Gino held a knife. He’d taken a life. Guilt pulsed through his body like a snake slithering through his veins. The nightmare that was real.

The boy had been possessed, moving through the village with singular purpose: to kill. Men, women, children. One after another. No one stopped him. They hesitated in their fear, and he slit their throats. They fought back, and he tortured them in ways Gino had never fathomed, wished he’d never known or seen. When the boy reached the third hut, the screams and cries of the dying awakened those still sleeping.
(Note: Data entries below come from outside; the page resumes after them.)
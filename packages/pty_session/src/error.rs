use std::fmt;

/// Errors from PTY operations
#[derive(Debug)]
pub enum PtyError {
    /// Could not open the PTY pair or spawn the command
    SpawnFailed(String),
    /// Writing input to the process failed
    WriteFailed(String),
    /// Resizing the terminal failed
    ResizeFailed(String),
    /// Delivering a signal to the process failed
    SignalFailed(String),
    /// The process has already exited
    ProcessExited,
    /// The actor is gone or did not respond
    ChannelClosed(String),
}

impl fmt::Display for PtyError {
    fn fmt(&self, f: &mut fmt::Formatter<'_>) -> fmt::Result {
        match self {
            PtyError::SpawnFailed(msg) => write!(f, "failed to spawn PTY process: {}", msg),
            PtyError::WriteFailed(msg) => write!(f, "failed to write to PTY: {}", msg),
            PtyError::ResizeFailed(msg) => write!(f, "failed to resize PTY: {}", msg),
            PtyError::SignalFailed(msg) => write!(f, "failed to signal PTY process: {}", msg),
            PtyError::ProcessExited => write!(f, "PTY process has exited"),
            PtyError::ChannelClosed(msg) => write!(f, "PTY actor unavailable: {}", msg),
        }
    }
}

impl std::error::Error for PtyError {}

impl From<anyhow::Error> for PtyError {
    fn from(err: anyhow::Error) -> Self {
        PtyError::SpawnFailed(err.to_string())
    }
}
Gino’s friend Ravi, the village elder who had brought him to this forsaken Central American country, tried to stop the boy, yet the boy was no longer of this world but of the next. He held Ravi with one hand- impossible, but Gino had seen it with his own eyes! Held him up and snapped his neck with a squeeze.

Impossible, except that the boy was possessed. His eyes were dead. Evil flowed through his body, not blood.

Ravi collapsed in a heap on the parched earth, his neck at an impossible angle.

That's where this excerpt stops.